AFP - The US government is considering a "controlled" bankruptcy for General Motors that would require approval by some creditors of a plan to break up the troubled automaker, US media said Wednesday.
Carefully monitored by the authorities, the bankruptcy would be "somewhere between a prepackaged bankruptcy and court chaos," The New York Times reported, citing people familiar with the matter.
"Instead of signing on every creditor as is typically required in prepackaged deals, administration officials are using as leverage the promise of taxpayer financing," the newspaper explained.
"The administration appears to be drawing in part from a playbook used with troubled banks, with the goal of creating a new, healthier GM, but leaving behind its liabilities and less valuable assets, perhaps for liquidation."
Under a plan being developed by the government, GM would file for "pre-arranged bankruptcy" and then use a special legal provision to promptly sell off desirable assets -- which could include Cadillac and Chevrolet -- to a new, government-financed company, according to the Times.

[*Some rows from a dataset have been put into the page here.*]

//! Configuration management for the CWA weather query engine
//!
//! Handles loading configuration from files and environment variables,
//! and provides validation for all configuration settings. The API
//! credential itself is treated as an opaque required input; whether it
//! is accepted is only known once the upstream rejects or accepts it.

use crate::{Error, Result};
use config::{Config, Environment, File};
use serde::{Deserialize, Serialize};
use std::path::PathBuf;

/// Root configuration structure for the CWA weather query engine
#[derive(Debug, Clone, Serialize, Deserialize, Default)]
pub struct CwaConfig {
    /// Upstream CWA open-data API configuration
    pub upstream: UpstreamConfig,
}

/// Upstream API configuration settings
#[derive(Debug, Clone, Serialize, Deserialize)]
pub struct UpstreamConfig {
    /// CWA open-data API key
    pub api_key: Option<String>,
    /// Base URL of the datastore endpoint family
    #[serde(default = "default_base_url")]
    pub base_url: String,
    /// Per-request timeout in seconds
    #[serde(default = "default_timeout")]
    pub timeout_seconds: u32,
    /// Maximum number of retries for transient upstream faults
    #[serde(default = "default_max_retries")]
    pub max_retries: u32,
    /// Base backoff between retries in milliseconds; doubles per attempt
    #[serde(default = "default_retry_backoff")]
    pub retry_backoff_ms: u64,
}

fn default_base_url() -> String {
    "https://opendata.cwa.gov.tw/api/v1/rest/datastore".to_string()
}

fn default_timeout() -> u32 {
    30
}

fn default_max_retries() -> u32 {
    2
}

fn default_retry_backoff() -> u64 {
    1000
}

impl Default for UpstreamConfig {
    fn default() -> Self {
        Self {
            api_key: None,
            base_url: default_base_url(),
            timeout_seconds: default_timeout(),
            max_retries: default_max_retries(),
            retry_backoff_ms: default_retry_backoff(),
        }
    }
}

impl CwaConfig {
    /// Load configuration from file and environment variables
    pub fn load() -> Result<Self> {
        Self::load_from_path(None)
    }

    /// Load configuration from specified path
    pub fn load_from_path(config_path: Option<PathBuf>) -> Result<Self> {
        let mut builder = Config::builder();

        let config_file = config_path.unwrap_or_else(|| {
            Self::get_config_path().unwrap_or_else(|| PathBuf::from("config.toml"))
        });

        if config_file.exists() {
            builder = builder.add_source(
                File::from(config_file.clone())
                    .required(false)
                    .format(config::FileFormat::Toml),
            );
        }

        // Environment overrides, e.g. CWA_UPSTREAM__API_KEY. Nesting
        // uses a double underscore so field names containing an
        // underscore (api_key, max_retries) survive the split.
        builder = builder.add_source(
            Environment::with_prefix("CWA")
                .prefix_separator("_")
                .separator("__")
                .try_parsing(true),
        );

        let settings = builder
            .build()
            .map_err(|e| Error::Config(format!("Failed to build configuration: {e}")))?;

        let config: CwaConfig = settings
            .try_deserialize()
            .map_err(|e| Error::Config(format!("Failed to deserialize configuration: {e}")))?;

        config.validate()?;

        Ok(config)
    }

    /// Get the default configuration file path
    #[must_use]
    pub fn get_config_path() -> Option<PathBuf> {
        dirs::config_dir().map(|dir| dir.join("cwa-weather").join("config.toml"))
    }

    /// Validate all configuration settings
    pub fn validate(&self) -> Result<()> {
        if let Some(api_key) = &self.upstream.api_key {
            if api_key.is_empty() {
                return Err(Error::Config(
                    "API key cannot be empty if provided. Either remove it or provide a valid key."
                        .to_string(),
                ));
            }
            if api_key.len() < 8 {
                return Err(Error::Config(
                    "API key appears to be invalid (too short). Please check your CWA key."
                        .to_string(),
                ));
            }
        }

        if self.upstream.timeout_seconds == 0 || self.upstream.timeout_seconds > 300 {
            return Err(Error::Config(
                "Upstream timeout must be between 1 and 300 seconds".to_string(),
            ));
        }

        if self.upstream.max_retries > 10 {
            return Err(Error::Config(
                "Upstream max retries cannot exceed 10".to_string(),
            ));
        }

        if !self.upstream.base_url.starts_with("http://")
            && !self.upstream.base_url.starts_with("https://")
        {
            return Err(Error::Config(
                "Upstream base URL must be a valid HTTP or HTTPS URL".to_string(),
            ));
        }

        Ok(())
    }
}

#[cfg(test)]
mod tests {
    use super::*;

    #[test]
    fn test_default_config() {
        let config = CwaConfig::default();
        assert_eq!(
            config.upstream.base_url,
            "https://opendata.cwa.gov.tw/api/v1/rest/datastore"
        );
        assert_eq!(config.upstream.timeout_seconds, 30);
        assert_eq!(config.upstream.max_retries, 2);
        assert_eq!(config.upstream.retry_backoff_ms, 1000);
        assert!(config.upstream.api_key.is_none());
    }

    #[test]
    fn test_validation_accepts_missing_api_key() {
        // Absent key is a client-construction failure, not a config one
        let config = CwaConfig::default();
        assert!(config.validate().is_ok());
    }

    #[test]
    fn test_validation_rejects_short_api_key() {
        let mut config = CwaConfig::default();
        config.upstream.api_key = Some("abc".to_string());
        let result = config.validate();
        assert!(result.is_err());
        assert!(result.unwrap_err().to_string().contains("too short"));
    }

    #[test]
    fn test_validation_rejects_bad_timeout() {
        let mut config = CwaConfig::default();
        config.upstream.timeout_seconds = 500;
        assert!(config.validate().is_err());

        config.upstream.timeout_seconds = 0;
        assert!(config.validate().is_err());
    }

    #[test]
    fn test_validation_rejects_non_http_base_url() {
        let mut config = CwaConfig::default();
        config.upstream.base_url = "ftp://opendata.cwa.gov.tw".to_string();
        assert!(config.validate().is_err());
    }

    #[test]
    fn test_env_overrides_bind_nested_fields() {
        // SAFETY: test process, no concurrent env access to these keys
        unsafe {
            std::env::set_var("CWA_UPSTREAM__API_KEY", "CWB-ENV-KEY-123456");
            std::env::set_var("CWA_UPSTREAM__MAX_RETRIES", "5");
        }

        let config =
            CwaConfig::load_from_path(Some(PathBuf::from("/nonexistent/config.toml"))).unwrap();

        unsafe {
            std::env::remove_var("CWA_UPSTREAM__API_KEY");
            std::env::remove_var("CWA_UPSTREAM__MAX_RETRIES");
        }

        assert_eq!(
            config.upstream.api_key.as_deref(),
            Some("CWB-ENV-KEY-123456")
        );
        assert_eq!(config.upstream.max_retries, 5);
    }

    #[test]
    fn test_config_path_generation() {
        let path = CwaConfig::get_config_path();
        assert!(path.is_some());
        let path = path.unwrap();
        assert!(path.to_string_lossy().contains("cwa-weather"));
        assert!(path.to_string_lossy().contains("config.toml"));
    }
}
//! HTTP client for the CWA open-data datastore API
//!
//! Issues authenticated GET requests against the dataset endpoint the
//! catalog selected, with bounded retry and exponential backoff for
//! transient faults. The client holds no state across calls beyond the
//! connection pool.

use crate::catalog::{EndpointSpec, ResponseShape};
use crate::config::CwaConfig;
use crate::{Error, Result};
use reqwest::StatusCode;
use serde_json::Value;
use std::collections::BTreeMap;
use std::time::Duration;
use tracing::{debug, error, info, warn};

/// Raw structured payload from one upstream call, tagged with the shape
/// the normalizer should interpret it as. Lives only for the duration
/// of a single query.
#[derive(Debug, Clone)]
pub struct UpstreamResponse {
    /// Structural family of the payload
    pub shape: ResponseShape,
    /// The `records` subtree of the upstream envelope
    pub records: Value,
}

/// Client for the CWA open-data datastore endpoints
#[derive(Debug, Clone)]
pub struct CwaClient {
    http: reqwest::Client,
    base_url: String,
    api_key: String,
    max_retries: u32,
    backoff: Duration,
}

impl CwaClient {
    /// Create a new client from configuration.
    ///
    /// The credential is required up front; an absent key fails with
    /// [`Error::AuthError`] before any request is issued.
    pub fn new(config: &CwaConfig) -> Result<Self> {
        let base_url = config.upstream.base_url.trim_end_matches('/').to_string();
        Self::build(config, base_url)
    }

    /// Create a client pointed at a non-default base URL (tests)
    pub fn with_base_url(config: &CwaConfig, base_url: impl Into<String>) -> Result<Self> {
        let base_url = base_url.into().trim_end_matches('/').to_string();
        Self::build(config, base_url)
    }

    fn build(config: &CwaConfig, base_url: String) -> Result<Self> {
        let api_key = match &config.upstream.api_key {
            Some(key) if !key.is_empty() => key.clone(),
            _ => {
                error!("CWA API key is absent; refusing to construct client");
                return Err(Error::AuthError);
            }
        };

        let http = reqwest::Client::builder()
            .timeout(Duration::from_secs(config.upstream.timeout_seconds.into()))
            .user_agent(concat!("cwa-weather/", env!("CARGO_PKG_VERSION")))
            .build()
            .map_err(|e| Error::Config(format!("Failed to create HTTP client: {e}")))?;

        info!(
            api_key_prefix = %mask_key(&api_key),
            base_url = %base_url,
            "initialized CWA API client"
        );

        Ok(Self {
            http,
            base_url,
            api_key,
            max_retries: config.upstream.max_retries,
            backoff: Duration::from_millis(config.upstream.retry_backoff_ms),
        })
    }

    /// Fetch one dataset, retrying transient faults.
    ///
    /// Required parameters are checked before any network call. Up to
    /// `max_retries` retries with exponential backoff are applied on
    /// timeouts, connection failures, and 5xx statuses; 4xx statuses
    /// and credential rejections are surfaced immediately since
    /// retrying a caller error cannot succeed.
    pub async fn fetch(
        &self,
        spec: &EndpointSpec,
        params: &BTreeMap<String, String>,
    ) -> Result<UpstreamResponse> {
        for name in spec.required_params {
            if !params.contains_key(*name) {
                return Err(Error::MissingParameter(name));
            }
        }

        let mut query: Vec<(&str, &str)> =
            vec![("Authorization", self.api_key.as_str()), ("format", "JSON")];
        for (name, value) in params {
            if spec.accepts_param(name) {
                query.push((name.as_str(), value.as_str()));
            } else {
                debug!(param = %name, dataset = spec.dataset_code, "skipping unsupported parameter");
            }
        }

        let url = format!("{}/{}", self.base_url, spec.dataset_code);
        debug!(
            url = %url,
            api_key_prefix = %mask_key(&self.api_key),
            params = ?params,
            "issuing upstream request"
        );

        let mut attempt: u32 = 0;
        loop {
            let attempts = attempt + 1;
            let failure = match self.http.get(&url).query(&query).send().await {
                Ok(response) => {
                    let status = response.status();
                    debug!(status = %status, attempt = attempts, "upstream response received");

                    if status.is_success() {
                        return self.decode(response, spec).await;
                    }
                    if status == StatusCode::UNAUTHORIZED || status == StatusCode::FORBIDDEN {
                        error!(status = %status, "upstream rejected the API credential");
                        return Err(Error::AuthError);
                    }
                    if status.is_client_error() {
                        warn!(status = %status, dataset = spec.dataset_code, "client error, not retrying");
                        return Err(Error::HttpError {
                            status: status.as_u16(),
                            attempts,
                        });
                    }
                    Error::HttpError {
                        status: status.as_u16(),
                        attempts,
                    }
                }
                Err(e) if e.is_timeout() => Error::Timeout { attempts },
                Err(e) if e.is_connect() => Error::Transport(e.to_string()),
                Err(e) => return Err(Error::Transport(e.to_string())),
            };

            if attempt >= self.max_retries {
                error!(
                    dataset = spec.dataset_code,
                    attempts, error = %failure,
                    "upstream request failed, retries exhausted"
                );
                return Err(failure);
            }

            attempt += 1;
            let backoff = self.backoff * 2u32.pow(attempt - 1);
            warn!(
                dataset = spec.dataset_code,
                attempt,
                backoff_ms = backoff.as_millis() as u64,
                error = %failure,
                "transient upstream fault, retrying"
            );
            tokio::time::sleep(backoff).await;
        }
    }

    /// Decode the upstream envelope and extract the `records` subtree
    async fn decode(
        &self,
        response: reqwest::Response,
        spec: &EndpointSpec,
    ) -> Result<UpstreamResponse> {
        let body: Value = response
            .json()
            .await
            .map_err(|e| Error::MalformedResponse(format!("invalid JSON body: {e}")))?;

        // The envelope reports its own status alongside the HTTP one
        if let Some(success) = body.get("success") {
            let failed = matches!(success, Value::Bool(false))
                || matches!(success.as_str(), Some("false"));
            if failed {
                let message = body
                    .get("message")
                    .and_then(Value::as_str)
                    .unwrap_or("unknown upstream error");
                error!(dataset = spec.dataset_code, message, "upstream reported failure");
                return Err(Error::MalformedResponse(format!(
                    "upstream reported failure: {message}"
                )));
            }
        }

        let records = body
            .get("records")
            .cloned()
            .ok_or_else(|| Error::MalformedResponse("missing 'records' field".to_string()))?;

        let empty = match &records {
            Value::Null => true,
            Value::Object(map) => map.is_empty(),
            Value::Array(items) => items.is_empty(),
            _ => false,
        };
        if empty {
            info!(dataset = spec.dataset_code, "upstream returned an empty record set");
            return Err(Error::EmptyPayload);
        }

        Ok(UpstreamResponse {
            shape: spec.response_shape,
            records,
        })
    }
}

/// Log only a short credential prefix, never the whole key
fn mask_key(key: &str) -> String {
    let prefix: String = key.chars().take(8).collect();
    format!("{prefix}...")
}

Meanwhile, The Washington Post reported that the government was poised to take a big role in reshaping the company's board of directors over the next six months.

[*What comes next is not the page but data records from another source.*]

//! Line-oriented AT dialog with the modem.
//!
//! The engine multiplexes a half-duplex UART between exactly one
//! command-in-flight and any number of unsolicited result codes (URCs). It is
//! an explicit state machine advanced by `spin`:
//!
//! ```text
//!                                  prompt ('>' / CONNECT)
//!                    +------------+          +----------+
//!          +-------->| WaitPrompt |--------->| SendData |
//!          |         +------------+          +----------+
//!          | command w/ data  |                   | all bytes written
//!  +------+                   | timeout           v
//!  | Idle |<------------------+-------------+------------+
//!  +------+                                 | WaitResult |
//!      |    command w/o data                +------------+
//!      +------------------------------------^    |  final result code
//!                                                v
//!                                        +---------------+
//!                                        | ResponseReady |--(fetch)--> Idle
//!                                        +---------------+
//! ```
//!
//! URC lines are dispatched to subscribed handlers in every state and are
//! never appended to a command response. Handlers are plain functions taking
//! a caller-supplied context, so the engine stays free of shared mutable
//! state.

use crate::buffer::Buffer;
use flint::logging::{self, Logger};
use indexmap::IndexMap;
use std::io;
use std::time::{Duration, Instant};

pub const MAX_URC_HANDLERS: usize = 8;
pub const MAX_PREFIX_HANDLERS: usize = 8;
// Socket receive responses carry a full 512-byte datagram as inline ASCII
// hex, so the line cap has to clear ~1100 characters.
pub const MAX_LINE_LEN: usize = 1200;

const RX_BUFFER_SIZE: usize = 2048;
const DATA_CHUNK: usize = 100;
const SPIN_DELAY: Duration = Duration::from_millis(50);

/// Handler for a subscribed URC. Returns true when the line was consumed.
pub type UrcHandler<C> = fn(ctx: &mut C, code: &str, data: &str) -> bool;

/// Handler for non-AT lines that still demand dispatch (matched by prefix).
pub type PrefixHandler<C> = fn(ctx: &mut C, line: &str);

#[derive(Debug, Clone, Copy, PartialEq, Eq)]
pub enum EngineState {
    Idle,
    WaitPrompt,
    SendData,
    WaitResult,
    ResponseReady,
}

/// Final result codes per ITU-T V.250, plus the CONNECT variants.
#[derive(Debug, Clone, Copy, PartialEq, Eq)]
pub enum ResultCode {
    Ok,
    Connect,
    Ring,
    NoCarrier,
    Error,
    Connect1200,
    NoDialtone,
    Busy,
    NoAnswer,
}

/// How the last command concluded.
#[derive(Debug, PartialEq, Eq)]
pub enum Outcome {
    Done(ResultCode, String),
    TimedOut,
}

#[derive(Debug, PartialEq, Eq)]
pub enum AtError {
    /// A command is already in flight.
    Busy,
    /// The command deadline passed without a final result code.
    Timeout,
    /// Writing to or reading from the serial link failed.
    Serial(io::ErrorKind),
}

pub type AtResult<T> = Result<T, AtError>;

impl From<io::Error> for AtError {
    fn from(err: io::Error) -> Self {
        AtError::Serial(err.kind())
    }
}

enum Parsed {
    Code(ResultCode),
    CmeError(String),
}

fn parse_final_result(line: &str) -> Option<Parsed> {
    let code = match line {
        "OK" => ResultCode::Ok,
        "CONNECT" => ResultCode::Connect,
        "RING" => ResultCode::Ring,
        "NO CARRIER" => ResultCode::NoCarrier,
        "ERROR" => ResultCode::Error,
        "CONNECT 1200" => ResultCode::Connect1200,
        "NO DIALTONE" => ResultCode::NoDialtone,
        "BUSY" => ResultCode::Busy,
        "NO ANSWER" => ResultCode::NoAnswer,
        _ => {
            return line
                .strip_prefix("+CME ERROR: ")
                .map(|text| Parsed::CmeError(text.to_owned()));
        }
    };
    Some(Parsed::Code(code))
}

/// Keep only the response lines starting with `prefix`, with the prefix
/// stripped, joined by `\n`.
pub fn filter_response(prefix: &str, response: &str) -> String {
    response
        .lines()
        .filter_map(|line| line.strip_prefix(prefix))
        .collect::<Vec<_>>()
        .join("\n")
}

pub struct AtEngine<S, C> {
    serial: S,

    state: EngineState,
    rx: Buffer,

    // Current (possibly incomplete) line. Bytes before the first CR/LF seen
    // on the link are noise from mid-stream attach and are discarded.
    line: Vec<u8>,
    line_truncated: bool,
    seen_delimiter: bool,

    response: String,
    outcome: Option<Outcome>,

    pending_data: Vec<u8>,
    data_sent: usize,
    data_term: Option<u8>,

    deadline: Option<Instant>,

    urc_handlers: IndexMap<&'static str, UrcHandler<C>>,
    prefix_handlers: Vec<(&'static str, PrefixHandler<C>)>,

    log: Logger,
}
#[derive(Debug, PartialEq)]
pub enum SocketError {
    BadSocket,
    NotOpen,
    NotConnected,
    WrongProtocol,
    /// Payload or requested length exceeds the 512-byte wire limit.
    InvalidArgument,
    Modem(ModemError),
}

impl From<ModemError> for SocketError {
    fn from(err: ModemError) -> Self {
        SocketError::Modem(err)
    }
}

pub type SocketResult<T> = Result<T, SocketError>;

#[derive(Debug, Clone, Copy)]
pub struct SocketSlot {
    pub is_opened: bool,
    pub is_connected: bool,
    pub protocol: SocketProtocol,
    pub queued_receive: usize,
    pub queued_receive_from: usize,
    pub notify_closed: bool,
}

impl SocketSlot {
    fn closed() -> SocketSlot {
        SocketSlot {
            is_opened: false,
            is_connected: false,
            protocol: SocketProtocol::None,
            queued_receive: 0,
            queued_receive_from: 0,
            notify_closed: false,
        }
    }

    fn set_opened(&mut self, protocol: SocketProtocol) {
        self.is_opened = true;
        self.is_connected = false;
        self.protocol = protocol;
        self.queued_receive = 0;
        self.queued_receive_from = 0;
        self.notify_closed = false;
    }

    fn set_closed(&mut self) {
        self.is_opened = false;
        self.is_connected = false;
        // Queued counters stay; data may still be buffered modem-side.
        self.protocol = SocketProtocol::None;
        self.notify_closed = false;
    }
}

/// Something the socket layer observed asynchronously and handed upward.
#[derive(Debug, PartialEq)]
pub enum SocketEvent {
    Datagram {
        socket: u8,
        remote: Option<(String, u16)>,
        data: Vec<u8>,
    },
    Closed {
        socket: u8,
    },
    Accepted {
        socket: u8,
        listener: u8,
        remote: (String, u16),
    },
}

pub struct SocketTable {
    pub slots: [SocketSlot; MAX_SOCKETS],
    pending: Vec<SocketEvent>,
}

impl SocketTable {
    pub fn new() -> SocketTable {
        SocketTable {
            slots: [SocketSlot::closed(); MAX_SOCKETS],
            pending: Vec::new(),
        }
    }

    #[inline]
    pub fn slot(&self, socket: u8) -> Option<&SocketSlot> {
        self.slots.get(socket as usize)
    }

    #[inline]
    fn take_pending(&mut self) -> Vec<SocketEvent> {
        std::mem::replace(&mut self.pending, Vec::new())
    }
}

fn parse_fields(data: &str) -> Vec<&str> {
    data.split(',')
        .map(|field| field.trim().trim_matches('"'))
        .collect()
}

fn parse_socket(field: &str) -> Option<usize> {
    let socket: usize = field.parse().ok()?;
    if socket < MAX_SOCKETS {
        Some(socket)
    } else {
        None
    }
}

/// URC entry point registered with the AT engine. Ordered by the expected
/// frequency of arrival.
pub fn process_urc(core: &mut ModemCore, code: &str, data: &str) -> bool {
    match code {
        "+UUSORF" => urc_receive_from(core, data),
        "+UUSORD" => urc_receive(core, data),
        "+UUSOLI" => urc_accept(core, data),
        "+UUSOCO" => urc_connected(core, data),
        "+UUSOCL" => urc_closed(core, data),
        _ => return false,
    }
    true
}

fn urc_receive(core: &mut ModemCore, data: &str) {
    let fields = parse_fields(data);
    match (
        fields.get(0).and_then(|field| parse_socket(field)),
        fields.get(1).and_then(|field| field.parse::<usize>().ok()),
    ) {
        (Some(socket), Some(length)) => {
            if !core.sockets.slots[socket].is_connected {
                logging::warn!(core.log, "data event on unconnected socket";
                               "context" => "urc",
                               "socket" => socket);
            }
            core.sockets.slots[socket].queued_receive = length;
        }
        _ => logging::error!(core.log, "bad +UUSORD"; "context" => "urc", "data" => data),
    }
}

fn urc_receive_from(core: &mut ModemCore, data: &str) {
    let fields = parse_fields(data);
    match (
        fields.get(0).and_then(|field| parse_socket(field)),
        fields.get(1).and_then(|field| field.parse::<usize>().ok()),
    ) {
        (Some(socket), Some(length)) => core.sockets.slots[socket].queued_receive_from = length,
        _ => logging::error!(core.log, "bad +UUSORF"; "context" => "urc", "data" => data),
    }
}

fn urc_connected(core: &mut ModemCore, data: &str) {
    let fields = parse_fields(data);
    match (
        fields.get(0).and_then(|field| parse_socket(field)),
        fields.get(1).and_then(|field| field.parse::<i32>().ok()),
    ) {
        (Some(socket), Some(error)) => {
            core.sockets.slots[socket].is_connected = error == 0;
            if error != 0 {
                logging::error!(core.log, "asynchronous connect failed";
                                "context" => "urc",
                                "socket" => socket,
                                "error" => error);
            }
        }
        _ => logging::error!(core.log, "bad +UUSOCO"; "context" => "urc", "data" => data),
    }
}

fn urc_closed(core: &mut ModemCore, data: &str) {
    let fields = parse_fields(data);
    match fields.get(0).and_then(|field| parse_socket(field)) {
        Some(socket) => {
            core.sockets.slots[socket].is_connected = false;
            core.sockets.pending.push(SocketEvent::Closed { socket: socket as u8 });
        }
        None => logging::error!(core.log, "bad +UUSOCL"; "context" => "urc", "data" => data),
    }
}

fn urc_accept(core: &mut ModemCore, data: &str) {
    let fields = parse_fields(data);
    if fields.len() < 4 {
        logging::error!(core.log, "bad +UUSOLI"; "context" => "urc", "data" => data);
        return;
    }

    let new_socket = fields.get(0).and_then(|field| parse_socket(field));
    let listener = fields.get(3).and_then(|field| parse_socket(field));
    let remote_port = fields.get(2).and_then(|field| field.parse::<u16>().ok());

    match (new_socket, listener, remote_port) {
        (Some(new_socket), Some(listener), Some(remote_port)) => {
            let notify = core.sockets.slots[listener].notify_closed;
            let slot = &mut core.sockets.slots[new_socket];
            slot.set_opened(SocketProtocol::Tcp);
            slot.is_connected = true;
            slot.notify_closed = notify;

            core.sockets.pending.push(SocketEvent::Accepted {
                socket: new_socket as u8,
                listener: listener as u8,
                remote: (fields[1].to_owned(), remote_port),
            });
        }
        _ => logging::error!(core.log, "bad +UUSOLI"; "context" => "urc", "data" => data),
    }
}
//! CoAP peer: client retransmissions, server-side de-duplication and the
//! receive demultiplexer, over either a plaintext UDP socket or a DTLS
//! session.
//!
//! Inbound traffic and transaction outcomes are handed upward as
//! `PeerEvent`s rather than invoked callbacks; a client transaction carries a
//! caller-supplied tag that is moved out with its terminal event, which makes
//! the at-most-once delivery guarantee structural.

use crate::coap::message::{CoapCode, CoapMessage, CoapType};
use crate::coap::option::uint_wire_len;
use crate::coap::{
    CodecError, ACK_RANDOM_FACTOR, ACK_TIMEOUT, EXCHANGE_LIFETIME, MAX_RETRANSMIT, NON_LIFETIME,
    NSTART, NSYNC,
};
use crate::dtls::{AlertDescription, AlertLevel, DtlsError, DtlsSession};
use crate::modem::socket::SocketError;
use crate::modem::Modem;
use flint::logging::{self, Logger};
use rand::rngs::SmallRng;
use rand::{Rng, SeedableRng};
use std::io;
use std::time::{Duration, Instant};

#[derive(Debug, PartialEq)]
pub enum PeerError {
    /// The socket is not open / the DTLS handshake has not completed.
    TransportNotReady,
    /// Client transaction table is full (NSTART outstanding).
    NoSpace,
    /// A transaction with this message-id is already in flight.
    DuplicateTransaction,
    /// ACK and RST cannot be sent reliably.
    NotSendableReliably,
    Codec(CodecError),
    Socket(SocketError),
    Dtls(DtlsError),
}

impl From<CodecError> for PeerError {
    fn from(err: CodecError) -> Self {
        PeerError::Codec(err)
    }
}

impl From<SocketError> for PeerError {
    fn from(err: SocketError) -> Self {
        PeerError::Socket(err)
    }
}

impl From<DtlsError> for PeerError {
    fn from(err: DtlsError) -> Self {
        PeerError::Dtls(err)
    }
}

pub type PeerResult<T> = Result<T, PeerError>;

/// Terminal fate of a client transaction, delivered exactly once.
#[derive(Debug, Clone, Copy, PartialEq, Eq)]
pub enum TransactionEvent {
    Ack,
    Rst,
    Timeout,
    Canceled,
}

/// What the receiving handler wants done with a confirmable exchange.
#[derive(Debug, Clone, Copy, PartialEq, Eq)]
pub enum FollowUp {
    DoNothing,
    SendAcknowledgement,
    SendReset,
}

#[derive(Debug)]
pub enum PeerEvent<T> {
    /// Every decoded inbound message, emitted before any other processing.
    /// Retransmissions, pings and messages the demux drops all pass through
    /// here, for observability.
    Stateless(CoapMessage),
    /// A client transaction reached its terminal state. `tag` is whatever
    /// the sender attached; `None` for probing (NON) transactions.
    Transaction {
        message_id: u16,
        event: TransactionEvent,
        tag: Option<T>,
        message: Option<CoapMessage>,
    },
    /// Inbound request (class 0, non-empty), de-duplicated.
    Request(CoapMessage),
    /// Inbound response (class 2/4/5), de-duplicated for CON/NON carriers.
    Response(CoapMessage),
    /// Alert or pseudo-event from the DTLS session.
    DtlsEvent {
        level: AlertLevel,
        description: AlertDescription,
    },
}

struct ClientTransaction<T> {
    message_id: u16,
    mtype: CoapType,
    deadline: Instant,
    interval: Duration,
    retransmissions_left: u32,
    bytes: Vec<u8>,
    tag: Option<T>,
}

struct ServerTransaction {
    message_id: u16,
    mtype: CoapType,
    deadline: Instant,
    reply: Option<Vec<u8>>,
}

enum Transport {
    Plaintext { socket: Option<u8> },
    Dtls(DtlsSession),
}

pub struct CoapPeer<T> {
    transport: Transport,
    pub remote_ip: String,
    pub remote_port: u16,
    pub local_port: u16,

    next_message_id: u16,
    next_token: u64,

    client_transactions: Vec<ClientTransaction<T>>,
    /// Sorted by deadline, oldest first.
    server_transactions: Vec<ServerTransaction>,

    rng: SmallRng,
    log: Logger,
}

A White House official told the Post that President Barack Obama's auto task force plans to consult with GM as it replaces a majority of its board, which has 12 members. But it was not yet known which members would leave.
Obama said Monday that "the United States government has no interest in running GM."
But, the newspaper noted, "in practice, it is already exerting tremendous influence over it, a situation that has triggered fierce debate over how much power the government should wield over the companies that it aids."
The company's new chairman, Kent Kresa, said Tuesday that GM officials were set to replace most of the board by August as part of the automaker's restructuring plans, the Post recalled.
"There will be continuing coordination as decisions about the leadership of the company are made," a White House official told the Post. "Folks from the autos task force will be involved in those decisions."
Fritz Henderson, GM's new CEO, said Tuesday that the company was prepared to go through bankruptcy court with government help if a better restructuring plan cannot be implemented within the 60-day limit imposed by the administration.
The auto task force said Monday that recovery measures proposed by GM and Chrysler "did not establish a credible path to viability" and warned that bankruptcy might be needed to restructure the firms.